1st Samuel 13 must be one of the saddest leadership narratives I have come across recently. I had read this story before; but it did not impact me the way it did this time round. King Saul was thirty years old when he became king, and he reigned over Israel forty-two years. The story is taken from the second year of King Saul’s’ reign, at the beginning of his very promising leadership career. Israel’s first leader, is faced with a threat from a foreign army. Saul makes one decision which completely changes the direction of his reign.
Saul remained at Gilgal, and all the troops with him were quaking with fear. 8 He waited seven days, the time set by Samuel; but Samuel did not come to Gilgal, and Saul’s men began to scatter. 9 So he said, “Bring me the burnt offering and the fellowship offerings.” And Saul offered up the burnt offering. 10 Just as he finished making the offering, Samuel arrived, and Saul went out to greet him.
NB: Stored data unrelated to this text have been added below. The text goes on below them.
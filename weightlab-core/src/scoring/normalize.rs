//! Min-max normalization of metric series to [0, 1].
//!
//! Normalization is always cohort-wide: an asset's normalized value depends on
//! the min and max of the whole column, so the entry points take complete
//! series (or a whole `MetricTable` column), never a single value.

use std::collections::BTreeMap;

use super::metrics::{MetricDirection, MetricTable};

/// Rescale finite values to [0, 1] using the series' own min and max.
///
/// - `HigherIsBetter`: `(x - min) / (max - min)`
/// - `LowerIsBetter`: `1 - (x - min) / (max - min)`
///
/// Non-finite inputs map to NaN. When max == min (or no finite value exists)
/// every entry is NaN: the metric does not discriminate this run.
pub fn normalize(values: &[f64], direction: MetricDirection) -> Vec<f64> {
    let (min, max) = values
        .iter()
        .filter(|v| v.is_finite())
        .fold((f64::INFINITY, f64::NEG_INFINITY), |(lo, hi), &v| {
            (lo.min(v), hi.max(v))
        });
    let span = max - min;
    if !span.is_finite() || span == 0.0 {
        return vec![f64::NAN; values.len()];
    }
    values
        .iter()
        .map(|&v| {
            if !v.is_finite() {
                return f64::NAN;
            }
            let scaled = (v - min) / span;
            match direction {
                MetricDirection::HigherIsBetter => scaled,
                MetricDirection::LowerIsBetter => 1.0 - scaled,
            }
        })
        .collect()
}

/// Normalize a symbol-keyed series. Keys are preserved.
pub fn normalize_map(
    series: &BTreeMap<String, f64>,
    direction: MetricDirection,
) -> BTreeMap<String, f64> {
    let values: Vec<f64> = series.values().copied().collect();
    series
        .keys()
        .cloned()
        .zip(normalize(&values, direction))
        .collect()
}

/// Copy of `table` with `metric` normalized across all symbols that carry it.
///
/// Symbols without the metric stay without it. Returns the table unchanged
/// when no symbol carries the metric.
pub fn normalize_column(
    table: &MetricTable,
    metric: &str,
    direction: MetricDirection,
) -> MetricTable {
    let present: BTreeMap<String, f64> = table
        .column(metric)
        .into_iter()
        .filter_map(|(s, v)| v.map(|v| (s, v)))
        .collect();
    if present.is_empty() {
        return table.clone();
    }
    table.with_column(metric, &normalize_map(&present, direction))
}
11 “What have you done?” asked Samuel. Saul replied, “When I saw that the men were scattering, and that you did not come at the set time, and that the Philistines were assembling at Mikmash, 12 I thought, ‘Now the Philistines will come down against me at Gilgal, and I have not sought the Lord’s favor.’ So I felt compelled to offer the burnt offering.”
13 “You have done a foolish thing,” Samuel said. “You have not kept the command the Lord your God gave you; if you had, he would have established your kingdom over Israel for all time. 14 But now your kingdom will not endure; the Lord has sought out a man after his own heart and appointed him ruler of his people, because you have not kept the Lord’s command.” 15 Then Samuel left Gilgal and went up to Gibeah in Benjamin, and Saul counted the men who were with him. They numbered about six hundred.
As leaders, one thing you can be assured of is pressure. You should expect to be stretched from within as you battle with decisions or personal weaknesses, and pressure from without. There are challenges that will come, which may threaten your mere existence, your reputation and livelihood. From this story, we realise that some challenges will cause members of your team to scatter. This experience of Saul’s life teaches us to refrain from taking matters into our own hands by compromising on established principles. Saul lost his right to legacy through one thoughtless act. It is sad that we never see him showing any remorse for his actions. Instead, he leaves the battle field after a successful battle and counts his men; further deluding himself and entrenching the view that his own strength has wrought this win.
What pressures are you facing as a leader? Are the taxes for your employees too high? Are you planning to submit falsified tax returns? Are you experiencing a high attrition rate because of your competitors who have shifted from the values you espouse as an organisation? Are you being tempted to falsify receipts or make concession in some particular area? Saul was insolent. Incidentally, he continued to reign for forty more years after this incident. However, he had lost his leadership position. May we find the needed strength to make the right decisions, even when it is difficult. May we also find the courage to get up from the ditch if we have made mistakes. There is hope for restoration today.
Lord I need help with this issue. I know that there is nothing impossible with you. Please help me, Amen.